All work and no play makes Hank, Sadakazu & Zhou dull boys.
All work and no play makes Hank, Sadakazu & Zhou dull boys.
All work and no play makes Hank, Sadakazu & Zhou dull boys.
All work and no play makes Hank, Sadakazu & Zhou dull boys.
All work and no play makes Hank, Sadakazu & Zhou dull boys.
All work and no play makes Hank, Sadakazu & Zhou dull boys.
All work and no play makes Hank, Sadakazu & Zhou dull boys.
All work and no play makes Hank, Sadakazu & Zhou dull boys.
Errrr. That's it, now if you would please be on your way and go sell the Yen again!
All
work
and
no
play
makes
Hank
Sadakazu
& Zhou
dull
boys.
.syob llud uohz & uzakadaS, knaH yalp on dna krow llA .syob llud uohz & uzakadaS, knaH yalp on dna krow llA .syob llud uohz & uzakadaS, knaH yalp on dna krow llA .syob llud uohz & uzakadaS, knaH yalp on dna krow llA .syob llud uohz & uzakadaS, knaH yalp on dna krow llA .syob llud uohz & uzakadaS, knaH yalp on dna krow llA .syob llud uohz & uzakadaS, knaH yalp on dna krow llA .syob llud uohz & uzakadaS, knaH yalp on dna krow llA .syob llud uohz & uzakadaS, knaH yalp on dna krow llA .syob llud uohz & uzakadaS, knaH yalp on dna krow llA .syob llud uohz & uzakadaS, knaH yalp on dna krow llA .syob llud uohz & uzakadaS, knaH yalp on dna krow llA .syob llud uohz & uzakadaS, knaH yalp on dna krow llA .syob llud uohz & uzakadaS, knaH yalp on dna krow llA .syob llud uohz & uzakadaS, knaH yalp on dna krow llA
A L L W O R K A N D N O P L A Y M A K E S H A N K , S A D A K A Z U A N D Z H O U D U L L B O Y S . A L L W O R K A N D N O P L A Y M A K E S H A N K , S A D A K A Z U A N D Z H O U D U L L B O Y S. A L L W O R K A N D N O P L A Y M A K E S H A N K , S A D A K A Z U A N D Z H O U D U L L B O Y S. A L L W O R K A N D N O P L A Y M A K E S H A N K , S A D A K A Z U A N D Z H O U D U L L B O Y S
All work and no play makes Hank, Sadakazu & Zhou dull boys.

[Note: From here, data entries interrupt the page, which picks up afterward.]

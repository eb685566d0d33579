//! Engine settings, loaded from defaults layered with `LATTICE__`-prefixed
//! environment variables (e.g. `LATTICE__ENGINE__SNAPSHOT_CAPACITY=512`).

use config::{Config, ConfigError, Environment};
use serde::Deserialize;

/// Top-level settings.
#[derive(Debug, Deserialize, Clone)]
pub struct Settings {
    /// Engine tunables.
    pub engine: EngineSettings,
    /// Telemetry tunables.
    pub telemetry: TelemetrySettings,
}

/// Engine tunables.
#[derive(Debug, Deserialize, Clone)]
pub struct EngineSettings {
    /// Capacity of the snapshot broadcast channel.
    pub snapshot_capacity: usize,
    /// Default for showing completed/approved tasks in views.
    pub show_completed: bool,
}

/// Telemetry tunables.
#[derive(Debug, Deserialize, Clone)]
pub struct TelemetrySettings {
    /// Service name stamped on log output.
    pub service_name: String,
    /// Default log level when `RUST_LOG` is unset.
    pub log_level: String,
}

impl Settings {
    /// Loads settings from defaults and the environment.
    ///
    /// # Errors
    ///
    /// Returns an error if an environment override fails to parse.
    pub fn new() -> Result<Self, ConfigError> {
        let s = Config::builder()
            .set_default("engine.snapshot_capacity", 256)?
            .set_default("engine.show_completed", true)?
            .set_default("telemetry.service_name", "lattice-core")?
            .set_default("telemetry.log_level", "info")?
            .add_source(Environment::with_prefix("LATTICE").separator("__"))
            .build()?;

        s.try_deserialize()
    }
}

#[cfg(test)]
mod tests {
    use super::*;

    #[test]
    fn defaults_load_without_environment() {
        let settings = Settings::new().unwrap();
        assert_eq!(settings.engine.snapshot_capacity, 256);
        assert!(settings.engine.show_completed);
        assert_eq!(settings.telemetry.service_name, "lattice-core");
    }
}
impl InvitationManager {
    /// Creates a manager over the given store and notification sink.
    #[must_use]
    pub fn new(store: Arc<dyn DocumentStore>, notifier: Arc<dyn NotificationSink>) -> Self {
        Self { store, notifier }
    }

    /// Invites `invitee` to a task, or to one of its subtasks.
    ///
    /// Only a manager+ role or a user already in the *parent* task's
    /// assignee set may invite; a non-manager inviting to a subtask
    /// additionally requires the invitee not already be assigned there.
    /// Creating an invitation identical to a pending one returns the
    /// existing id instead of a duplicate record.
    ///
    /// # Errors
    ///
    /// [`CoreError::NotFound`] if the task is absent, [`CoreError::InvalidState`]
    /// if the subtask id does not resolve, [`CoreError::PermissionDenied`] on
    /// guard failure, or a store failure.
    #[instrument(skip(self), fields(task = %task_id, invitee = %invitee))]
    pub async fn invite(
        &self,
        inviter: &UserId,
        inviter_role: Role,
        task_id: &TaskId,
        subtask_id: Option<&SubTaskId>,
        invitee: &UserId,
    ) -> Result<InvitationId, CoreError> {
        let task = self.load_task(task_id).await?;

        // Guards run before any write.
        if inviter_role < Role::Manager && !task.is_assigned(inviter) {
            return Err(CoreError::denied(format!(
                "{inviter} is neither manager+ nor assigned to task {task_id}"
            )));
        }
        if let Some(sub_id) = subtask_id {
            let subtask = task.subtask(sub_id).ok_or_else(|| {
                CoreError::invalid_state(format!("subtask {sub_id} does not resolve in {task_id}"))
            })?;
            if inviter_role < Role::Manager && subtask.is_assigned(invitee) {
                return Err(CoreError::denied(format!(
                    "{invitee} is already assigned to subtask {sub_id}"
                )));
            }
        }

        if let Some(existing) = self.pending_duplicate(task_id, subtask_id, invitee).await? {
            debug!(invitation = %existing, "Returning existing pending invitation");
            return Ok(existing);
        }

        let invitation = Invitation {
            id: InvitationId::generate(),
            inviter_id: inviter.clone(),
            invitee_id: Some(invitee.clone()),
            invitee_email: None,
            target: InvitationTarget::Task {
                task_id: task_id.clone(),
                subtask_id: subtask_id.cloned(),
            },
            status: InvitationStatus::Pending,
            created_at: Utc::now(),
            responded_at: None,
        };
        self.store
            .create(collections::TASK_INVITATIONS, to_doc(&invitation)?)
            .await?;

        self.notifier.dispatch(NotificationEvent {
            kind: NotificationKind::InvitationReceived,
            user_id: invitee.clone(),
            title: "New task invitation".to_string(),
            message: format!("{} invited you to \"{}\"", inviter, task.title),
            action_ref: invitation.id.to_string(),
            metadata: json!({ "taskId": task_id.as_str() }),
        });
        Ok(invitation.id)
    }

    /// Accepts a task invitation as `user`.
    ///
    /// Flips the invitation to accepted and unions the invitee into the
    /// target task's (or subtask's) assignee set in one atomic batch; no
    /// observer can see one effect without the other.
    ///
    /// # Errors
    ///
    /// [`CoreError::NotFound`] for a missing invitation or task,
    /// [`CoreError::InvalidState`] for a non-pending invitation or an
    /// unresolvable subtask, [`CoreError::PermissionDenied`] when `user` is
    /// not the invitee, or a store failure.
    #[instrument(skip(self), fields(invitation = %invitation_id, user = %user))]
    pub async fn accept(
        &self,
        invitation_id: &InvitationId,
        user: &UserId,
    ) -> Result<(), CoreError> {
        let invitation = self.load_pending(invitation_id, user).await?;
        let InvitationTarget::Task {
            task_id,
            subtask_id,
        } = &invitation.target
        else {
            return Err(CoreError::invalid_state(
                "workspace invitations are accepted with accept_workspace",
            ));
        };

        let task = self.load_task(task_id).await?;
        let task_patch = assignee_patch(&task, subtask_id.as_ref(), user)?;
        let responded = Utc::now();

        self.store
            .run_batch(vec![
                WriteOp::Update {
                    collection: collections::TASK_INVITATIONS.to_string(),
                    id: invitation_id.to_string(),
                    patch: json!({
                        "status": InvitationStatus::Accepted,
                        "respondedAt": responded,
                    }),
                    create_if_missing: false,
                },
                WriteOp::Update {
                    collection: collections::TASKS.to_string(),
                    id: task_id.to_string(),
                    patch: task_patch,
                    create_if_missing: false,
                },
            ])
            .await?;

        self.notifier.dispatch(NotificationEvent {
            kind: NotificationKind::InvitationAccepted,
            user_id: invitation.inviter_id.clone(),
            title: "Invitation accepted".to_string(),
            message: format!("{} joined \"{}\"", user, task.title),
            action_ref: task_id.to_string(),
            metadata: json!({ "invitationId": invitation_id.as_str() }),
        });
        Ok(())
    }

    /// Declines a task invitation as `user`. No graph mutation occurs.
    ///
    /// # Errors
    ///
    /// Same guard errors as [`InvitationManager::accept`].
    #[instrument(skip(self), fields(invitation = %invitation_id, user = %user))]
    pub async fn decline(
        &self,
        invitation_id: &InvitationId,
        user: &UserId,
    ) -> Result<(), CoreError> {
        let invitation = self.load_pending(invitation_id, user).await?;

        self.store
            .update(
                collections::TASK_INVITATIONS,
                invitation_id.as_str(),
                json!({
                    "status": InvitationStatus::Declined,
                    "respondedAt": Utc::now(),
                }),
                false,
            )
            .await?;

        self.notifier.dispatch(NotificationEvent {
            kind: NotificationKind::InvitationDeclined,
            user_id: invitation.inviter_id.clone(),
            title: "Invitation declined".to_string(),
            message: format!("{user} declined your invitation"),
            action_ref: invitation_id.to_string(),
            metadata: json!({}),
        });
        Ok(())
    }

    /// Invites an email address into a workspace with the given role.
    ///
    /// Requires admin+, matching membership management. Idempotent against
    /// an identical pending invitation.
    ///
    /// # Errors
    ///
    /// [`CoreError::PermissionDenied`] for non-admin inviters, or a store
    /// failure.
    pub async fn invite_to_workspace(
        &self,
        inviter: &UserId,
        inviter_role: Role,
        workspace_id: &WorkspaceId,
        invitee_email: &str,
        role: Role,
    ) -> Result<InvitationId, CoreError> {
        if !inviter_role.is_privileged() {
            return Err(CoreError::denied(format!(
                "{inviter_role} may not invite into the workspace"
            )));
        }

        let existing = self
            .store
            .query_where(
                collections::WORKSPACE_INVITATIONS,
                &[
                    Predicate::eq("workspaceId", workspace_id.as_str()),
                    Predicate::eq("inviteeEmail", invitee_email),
                    Predicate::eq("status", "pending"),
                ],
            )
            .await?;
        if let Some(doc) = existing.into_iter().next() {
            let invitation: Invitation = from_doc(doc)?;
            return Ok(invitation.id);
        }

        let invitation = Invitation {
            id: InvitationId::generate(),
            inviter_id: inviter.clone(),
            invitee_id: None,
            invitee_email: Some(invitee_email.to_string()),
            target: InvitationTarget::Workspace {
                workspace_id: workspace_id.clone(),
                role,
            },
            status: InvitationStatus::Pending,
            created_at: Utc::now(),
            responded_at: None,
        };
        self.store
            .create(collections::WORKSPACE_INVITATIONS, to_doc(&invitation)?)
            .await?;
        Ok(invitation.id)
    }

    /// Accepts a workspace invitation, creating the member record and
    /// resolving the invitee in one atomic batch.
    ///
    /// # Errors
    ///
    /// [`CoreError::NotFound`] for a missing invitation,
    /// [`CoreError::InvalidState`] for a non-pending one or a task-scoped id,
    /// [`CoreError::PermissionDenied`] when `email` does not match, or a
    /// store failure.
    pub async fn accept_workspace(
        &self,
        invitation_id: &InvitationId,
        user: &UserId,
        email: &str,
    ) -> Result<(), CoreError> {
        let invitation = self.load_pending_workspace(invitation_id, email).await?;
        let InvitationTarget::Workspace { workspace_id, role } = &invitation.target else {
            return Err(CoreError::invalid_state(
                "task invitations are accepted with accept",
            ));
        };

        let member = Member {
            workspace_id: workspace_id.clone(),
            user_id: user.clone(),
            role: *role,
        };
        self.store
            .run_batch(vec![
                WriteOp::Update {
                    collection: collections::WORKSPACE_INVITATIONS.to_string(),
                    id: invitation_id.to_string(),
                    patch: json!({
                        "status": InvitationStatus::Accepted,
                        "respondedAt": Utc::now(),
                        "inviteeId": user,
                    }),
                    create_if_missing: false,
                },
                WriteOp::Update {
                    collection: collections::WORKSPACE_MEMBERS.to_string(),
                    id: Member::doc_id(workspace_id, user),
                    patch: to_doc(&member)?,
                    create_if_missing: true,
                },
            ])
            .await?;
        Ok(())
    }

    /// Declines a workspace invitation as `user`. Terminal; no member
    /// record is created, and re-inviting the email opens a fresh record.
    ///
    /// # Errors
    ///
    /// Same guards as [`InvitationManager::accept_workspace`].
    #[instrument(skip(self), fields(invitation = %invitation_id, user = %user))]
    pub async fn decline_workspace(
        &self,
        invitation_id: &InvitationId,
        user: &UserId,
        email: &str,
    ) -> Result<(), CoreError> {
        let invitation = self.load_pending_workspace(invitation_id, email).await?;
        if !matches!(invitation.target, InvitationTarget::Workspace { .. }) {
            return Err(CoreError::invalid_state(
                "task invitations are declined with decline",
            ));
        }

        self.store
            .update(
                collections::WORKSPACE_INVITATIONS,
                invitation_id.as_str(),
                json!({
                    "status": InvitationStatus::Declined,
                    "respondedAt": Utc::now(),
                    "inviteeId": user,
                }),
                false,
            )
            .await?;

        self.notifier.dispatch(NotificationEvent {
            kind: NotificationKind::InvitationDeclined,
            user_id: invitation.inviter_id.clone(),
            title: "Invitation declined".to_string(),
            message: format!("{email} declined your workspace invitation"),
            action_ref: invitation_id.to_string(),
            metadata: json!({}),
        });
        Ok(())
    }

    async fn pending_duplicate(
        &self,
        task_id: &TaskId,
        subtask_id: Option<&SubTaskId>,
        invitee: &UserId,
    ) -> Result<Option<InvitationId>, CoreError> {
        let subtask_value = subtask_id.map_or(Value::Null, |s| Value::String(s.to_string()));
        let docs = self
            .store
            .query_where(
                collections::TASK_INVITATIONS,
                &[
                    Predicate::eq("taskId", task_id.as_str()),
                    Predicate::eq("subtaskId", subtask_value),
                    Predicate::eq("inviteeId", invitee.as_str()),
                    Predicate::eq("status", "pending"),
                ],
            )
            .await?;
        match docs.into_iter().next() {
            Some(doc) => {
                let invitation: Invitation = from_doc(doc)?;
                Ok(Some(invitation.id))
            }
            None => Ok(None),
        }
    }

    async fn load_pending(
        &self,
        invitation_id: &InvitationId,
        user: &UserId,
    ) -> Result<Invitation, CoreError> {
        let invitation = self
            .load_invitation(collections::TASK_INVITATIONS, invitation_id)
            .await?;
        if invitation.status != InvitationStatus::Pending {
            return Err(CoreError::invalid_state(format!(
                "invitation {invitation_id} is not pending"
            )));
        }
        if invitation.invitee_id.as_ref() != Some(user) {
            return Err(CoreError::denied(format!(
                "invitation {invitation_id} is addressed to another user"
            )));
        }
        Ok(invitation)
    }

    async fn load_pending_workspace(
        &self,
        invitation_id: &InvitationId,
        email: &str,
    ) -> Result<Invitation, CoreError> {
        let invitation = self
            .load_invitation(collections::WORKSPACE_INVITATIONS, invitation_id)
            .await?;
        if invitation.status != InvitationStatus::Pending {
            return Err(CoreError::invalid_state(format!(
                "invitation {invitation_id} is not pending"
            )));
        }
        if invitation.invitee_email.as_deref() != Some(email) {
            return Err(CoreError::denied("invitation addressed to another email"));
        }
        Ok(invitation)
    }

    async fn load_invitation(
        &self,
        collection: &str,
        invitation_id: &InvitationId,
    ) -> Result<Invitation, CoreError> {
        let doc = self
            .store
            .get(collection, invitation_id.as_str())
            .await?
            .ok_or_else(|| CoreError::not_found("invitation", invitation_id.as_str()))?;
        Ok(from_doc(doc)?)
    }

    async fn load_task(&self, task_id: &TaskId) -> Result<Task, CoreError> {
        let doc = self
            .store
            .get(collections::TASKS, task_id.as_str())
            .await?
            .ok_or_else(|| CoreError::not_found("task", task_id.as_str()))?;
        Ok(from_doc(doc)?)
    }
}
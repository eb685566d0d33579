//! Task graph types.
//!
//! These are the persisted shapes: field names serialize in camelCase to
//! match the document-store collections. Subtasks and updates are embedded
//! arrays on their parent task document, never top-level documents.

use chrono::{DateTime, NaiveDate, Utc};
use serde::{Deserialize, Serialize};
use std::fmt;
use uuid::Uuid;

macro_rules! entity_id {
    ($(#[$meta:meta])* $name:ident) => {
        $(#[$meta])*
        #[derive(
            Debug, Clone, PartialEq, Eq, Hash, PartialOrd, Ord, Serialize, Deserialize,
        )]
        #[serde(transparent)]
        pub struct $name(String);

        impl $name {
            /// Generates a fresh random id.
            #[must_use]
            pub fn generate() -> Self {
                Self(Uuid::new_v4().to_string())
            }

            /// Wraps an existing id.
            #[must_use]
            pub fn new(id: impl Into<String>) -> Self {
                Self(id.into())
            }

            /// String form of the id.
            #[must_use]
            pub fn as_str(&self) -> &str {
                &self.0
            }
        }

        impl fmt::Display for $name {
            fn fmt(&self, f: &mut fmt::Formatter<'_>) -> fmt::Result {
                write!(f, "{}", self.0)
            }
        }
    };
}

entity_id!(
    /// Unique identifier of a workspace.
    WorkspaceId
);
entity_id!(
    /// Unique identifier of a user account.
    UserId
);
entity_id!(
    /// Unique identifier of a top-level task.
    TaskId
);
entity_id!(
    /// Unique identifier of a subtask within its parent task.
    SubTaskId
);
entity_id!(
    /// Unique identifier of an update entry.
    UpdateId
);
entity_id!(
    /// Unique identifier of an invitation.
    InvitationId
);

/// Per-workspace role, totally ordered by privilege.
///
/// Declaration order matters: the derived `Ord` makes
/// `Role::Owner > Role::Admin > Role::Manager > Role::Member`.
#[derive(Debug, Clone, Copy, PartialEq, Eq, PartialOrd, Ord, Hash, Serialize, Deserialize)]
#[serde(rename_all = "lowercase")]
pub enum Role {
    /// Sees only assigned work.
    Member,
    /// Sees created and assigned work; may direct-assign and invite.
    Manager,
    /// Full visibility and membership management.
    Admin,
    /// Workspace creator; the only role that may create top-level tasks.
    Owner,
}

impl Role {
    /// Whether this role sees every task in the workspace unconditionally.
    #[must_use]
    pub fn is_privileged(self) -> bool {
        self >= Role::Admin
    }
}

impl fmt::Display for Role {
    fn fmt(&self, f: &mut fmt::Formatter<'_>) -> fmt::Result {
        match self {
            Role::Member => write!(f, "member"),
            Role::Manager => write!(f, "manager"),
            Role::Admin => write!(f, "admin"),
            Role::Owner => write!(f, "owner"),
        }
    }
}

/// Task lifecycle status.
#[derive(Debug, Clone, Copy, PartialEq, Eq, Hash, Serialize, Deserialize, Default)]
#[serde(rename_all = "kebab-case")]
pub enum TaskStatus {
    /// Created but not started.
    #[default]
    Pending,
    /// Actively worked on.
    InProgress,
    /// Finished by its assignees.
    Completed,
    /// Finished and signed off.
    Approved,
}

impl TaskStatus {
    /// Whether the status closes the task for aggregation purposes.
    #[must_use]
    pub fn is_closed(self) -> bool {
        matches!(self, TaskStatus::Completed | TaskStatus::Approved)
    }
}

impl fmt::Display for TaskStatus {
    fn fmt(&self, f: &mut fmt::Formatter<'_>) -> fmt::Result {
        match self {
            TaskStatus::Pending => write!(f, "pending"),
            TaskStatus::InProgress => write!(f, "in-progress"),
            TaskStatus::Completed => write!(f, "completed"),
            TaskStatus::Approved => write!(f, "approved"),
        }
    }
}

/// Invitation lifecycle status. `Accepted` and `Declined` are terminal.
#[derive(Debug, Clone, Copy, PartialEq, Eq, Hash, Serialize, Deserialize)]
#[serde(rename_all = "lowercase")]
pub enum InvitationStatus {
    /// Awaiting a response from the invitee.
    Pending,
    /// Accepted; the invitee was added to the target's assignee set.
    Accepted,
    /// Declined; no graph mutation occurred.
    Declined,
}

/// Workspace-level settings that affect the core's behavior.
#[derive(Debug, Clone, Serialize, Deserialize)]
#[serde(rename_all = "camelCase")]
pub struct WorkspaceSettings {
    /// Whether completed/approved tasks appear in default views.
    #[serde(default = "default_show_completed")]
    pub show_completed_tasks: bool,
}

fn default_show_completed() -> bool {
    true
}

impl Default for WorkspaceSettings {
    fn default() -> Self {
        Self {
            show_completed_tasks: true,
        }
    }
}

/// Top-level tenant container for tasks and members.
#[derive(Debug, Clone, Serialize, Deserialize)]
#[serde(rename_all = "camelCase")]
pub struct Workspace {
    /// Workspace id.
    pub id: WorkspaceId,
    /// Display name.
    pub name: String,
    /// User who created the workspace and holds the `Owner` role.
    pub owner_id: UserId,
    /// Workspace settings.
    #[serde(default)]
    pub settings: WorkspaceSettings,
}

/// A user's role binding within one workspace.
///
/// Exactly one record exists per (workspace, user) pair; the document id is
/// the composite of both so duplicate bindings cannot be created.
#[derive(Debug, Clone, Serialize, Deserialize)]
#[serde(rename_all = "camelCase")]
pub struct Member {
    /// Workspace the binding belongs to.
    pub workspace_id: WorkspaceId,
    /// Bound user.
    pub user_id: UserId,
    /// Role held in this workspace.
    pub role: Role,
}

impl Member {
    /// Composite document id for the (workspace, user) pair.
    #[must_use]
    pub fn doc_id(workspace_id: &WorkspaceId, user_id: &UserId) -> String {
        format!("{workspace_id}:{user_id}")
    }
}

/// Descriptor of a file attached to an update.
#[derive(Debug, Clone, Serialize, Deserialize)]
#[serde(rename_all = "camelCase")]
pub struct FileRef {
    /// Original file name.
    pub file_name: String,
    /// Opaque reference into the external attachment store.
    pub storage_ref: String,
}

/// An append-only progress entry on a task or subtask.
///
/// Updates are never edited or reordered after insertion; chronological
/// order is insertion order.
#[derive(Debug, Clone, Serialize, Deserialize)]
#[serde(rename_all = "camelCase")]
pub struct Update {
    /// Update id.
    pub id: UpdateId,
    /// Author of the entry.
    pub author_id: UserId,
    /// When the entry was written.
    pub timestamp: DateTime<Utc>,
    /// Free-text body.
    pub body: String,
    /// Status the task transitioned to with this update, if any.
    #[serde(default)]
    pub status_transition: Option<TaskStatus>,
    /// Attached file, if any.
    #[serde(default)]
    pub attachment: Option<FileRef>,
}

/// A unit of work embedded in exactly one parent task.
///
/// Subtasks have no independent lifecycle; they are created, mutated, and
/// deleted only as part of a parent-task mutation.
#[derive(Debug, Clone, Serialize, Deserialize)]
#[serde(rename_all = "camelCase")]
pub struct SubTask {
    /// Subtask id, unique within the parent.
    pub id: SubTaskId,
    /// Owning task. Never dangling while the subtask is live.
    pub parent_id: TaskId,
    /// Display title.
    pub title: String,
    /// Scheduled start.
    pub start_date: NaiveDate,
    /// Scheduled end. May fall outside the parent's range in malformed data.
    pub end_date: NaiveDate,
    /// Lifecycle status.
    #[serde(default)]
    pub status: TaskStatus,
    /// Completion percent, 0–100.
    #[serde(default)]
    pub completion: u8,
    /// Assigned users.
    #[serde(default)]
    pub assignee_ids: Vec<UserId>,
    /// Whether joining requires accepting an invitation.
    #[serde(default)]
    pub requires_acceptance: bool,
    /// User who created the subtask.
    pub creator_id: UserId,
}

impl SubTask {
    /// Whether `user` is in this subtask's assignee set.
    #[must_use]
    pub fn is_assigned(&self, user: &UserId) -> bool {
        self.assignee_ids.contains(user)
    }
}

/// A top-level unit of tracked work.
#[derive(Debug, Clone, Serialize, Deserialize)]
#[serde(rename_all = "camelCase")]
pub struct Task {
    /// Task id.
    pub id: TaskId,
    /// Workspace the task belongs to.
    pub workspace_id: WorkspaceId,
    /// User who created the task.
    pub creator_id: UserId,
    /// Display title.
    pub title: String,
    /// Free-text description.
    #[serde(default)]
    pub description: String,
    /// Scheduled start.
    pub start_date: NaiveDate,
    /// Scheduled end.
    pub end_date: NaiveDate,
    /// Lifecycle status.
    #[serde(default)]
    pub status: TaskStatus,
    /// Completion percent, 0–100. Presentation field independent of status.
    #[serde(default)]
    pub completion: u8,
    /// Complexity rating, 1–5. Absent on malformed documents.
    #[serde(default)]
    pub complexity: Option<u8>,
    /// Workload rating, 1–5. Absent on malformed documents.
    #[serde(default)]
    pub workload: Option<u8>,
    /// Assigned users. The model tolerates an empty set.
    #[serde(default)]
    pub assignee_ids: Vec<UserId>,
    /// Whether completion requires an approval step.
    #[serde(default)]
    pub requires_approval: bool,
    /// Append-only list of progress updates, in insertion order.
    #[serde(default)]
    pub updates: Vec<Update>,
    /// Embedded subtasks.
    #[serde(default)]
    pub subtasks: Vec<SubTask>,
}

impl Task {
    /// Whether `user` is a direct top-level assignee.
    #[must_use]
    pub fn is_assigned(&self, user: &UserId) -> bool {
        self.assignee_ids.contains(user)
    }

    /// Whether `user` is assigned to at least one subtask.
    #[must_use]
    pub fn has_subtask_assignee(&self, user: &UserId) -> bool {
        self.subtasks.iter().any(|s| s.is_assigned(user))
    }

    /// Looks up an embedded subtask by id.
    #[must_use]
    pub fn subtask(&self, id: &SubTaskId) -> Option<&SubTask> {
        self.subtasks.iter().find(|s| &s.id == id)
    }

    /// Mutable lookup of an embedded subtask by id.
    pub fn subtask_mut(&mut self, id: &SubTaskId) -> Option<&mut SubTask> {
        self.subtasks.iter_mut().find(|s| &s.id == id)
    }
}

/// Explicitly discriminated task-graph node.
///
/// Whether a node is a task or a subtask is carried in the `kind` tag, never
/// inferred from id patterns or field presence.
#[derive(Debug, Clone, Serialize, Deserialize)]
#[serde(tag = "kind", rename_all = "camelCase")]
pub enum Node {
    /// A top-level task.
    Task(Task),
    /// A subtask embedded in its parent.
    SubTask(SubTask),
}

impl Node {
    /// The node's assignee set.
    #[must_use]
    pub fn assignee_ids(&self) -> &[UserId] {
        match self {
            Node::Task(t) => &t.assignee_ids,
            Node::SubTask(s) => &s.assignee_ids,
        }
    }

    /// The node's display title.
    #[must_use]
    pub fn title(&self) -> &str {
        match self {
            Node::Task(t) => &t.title,
            Node::SubTask(s) => &s.title,
        }
    }
}

/// What an invitation grants access to.
#[derive(Debug, Clone, PartialEq, Eq, Serialize, Deserialize)]
#[serde(tag = "scope", rename_all = "camelCase")]
pub enum InvitationTarget {
    /// Assignment to a task or to one of its subtasks.
    #[serde(rename_all = "camelCase")]
    Task {
        /// Parent task.
        task_id: TaskId,
        /// Specific subtask within the parent, if any.
        subtask_id: Option<SubTaskId>,
    },
    /// Membership in a workspace with the given role.
    #[serde(rename_all = "camelCase")]
    Workspace {
        /// Target workspace.
        workspace_id: WorkspaceId,
        /// Role granted on acceptance.
        role: Role,
    },
}

/// A pending proposal to add a user to a task, subtask, or workspace.
///
/// Terminal once accepted or declined; re-inviting after a decline creates a
/// new record rather than reopening the old one.
#[derive(Debug, Clone, Serialize, Deserialize)]
#[serde(rename_all = "camelCase")]
pub struct Invitation {
    /// Invitation id.
    pub id: InvitationId,
    /// User who issued the invitation.
    pub inviter_id: UserId,
    /// Resolved invitee. Workspace invitations may be addressed by email
    /// only, before the invitee has an account.
    #[serde(default)]
    pub invitee_id: Option<UserId>,
    /// Email address for workspace invitations.
    #[serde(default)]
    pub invitee_email: Option<String>,
    /// What the invitation grants.
    #[serde(flatten)]
    pub target: InvitationTarget,
    /// Lifecycle status.
    pub status: InvitationStatus,
    /// When the invitation was created.
    pub created_at: DateTime<Utc>,
    /// When the invitee responded, if they have.
    #[serde(default)]
    pub responded_at: Option<DateTime<Utc>>,
}

#[cfg(test)]
mod tests {
    use super::*;

    #[test]
    fn role_privilege_order() {
        assert!(Role::Owner > Role::Admin);
        assert!(Role::Admin > Role::Manager);
        assert!(Role::Manager > Role::Member);
        assert!(Role::Admin.is_privileged());
        assert!(!Role::Manager.is_privileged());
    }

    #[test]
    fn task_status_serializes_kebab_case() {
        let json = serde_json::to_string(&TaskStatus::InProgress).unwrap();
        assert_eq!(json, r#""in-progress""#);
    }

    #[test]
    fn member_doc_id_is_composite() {
        let ws = WorkspaceId::new("w1");
        let user = UserId::new("u1");
        assert_eq!(Member::doc_id(&ws, &user), "w1:u1");
    }

    #[test]
    fn node_carries_explicit_discriminant() {
        let sub = SubTask {
            id: SubTaskId::new("s1"),
            parent_id: TaskId::new("t1"),
            title: "wire the header".into(),
            start_date: NaiveDate::from_ymd_opt(2026, 3, 1).unwrap(),
            end_date: NaiveDate::from_ymd_opt(2026, 3, 5).unwrap(),
            status: TaskStatus::Pending,
            completion: 0,
            assignee_ids: vec![],
            requires_acceptance: false,
            creator_id: UserId::new("u1"),
        };
        let json = serde_json::to_value(Node::SubTask(sub)).unwrap();
        assert_eq!(json["kind"], "subTask");
    }

    #[test]
    fn invitation_target_flattens_scope_tag() {
        let inv = Invitation {
            id: InvitationId::new("i1"),
            inviter_id: UserId::new("u1"),
            invitee_id: Some(UserId::new("u2")),
            invitee_email: None,
            target: InvitationTarget::Task {
                task_id: TaskId::new("t1"),
                subtask_id: None,
            },
            status: InvitationStatus::Pending,
            created_at: Utc::now(),
            responded_at: None,
        };
        let json = serde_json::to_value(&inv).unwrap();
        assert_eq!(json["scope"], "task");
        assert_eq!(json["taskId"], "t1");
    }
}
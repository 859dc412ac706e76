pub mod app;
pub mod auth;
pub mod config;
pub mod state;
pub mod store;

All work and no play makes Hank, Sadakazu & Zhou dull boys.
All work and no play makes Hank, Sadakazu & Zhou dull boys.
All work and no play makes Hank, Sadakazu & Zhou dull boys.
All work and no play makes Hank, Sadakazu & Zhou dull boys.
All work and no play makes Hank, Sadakazu & Zhou dull boys.
All work and no play makes Hank, Sadakazu & Zhou dull boys.
All work and no play makes Hank, Sadakazu & Zhou dull boys.
All work and no play makes Hank, Sadakazu & Zhou dull boys.
Errrr. That's it, now if you would please be on your way and go sell the Yen again!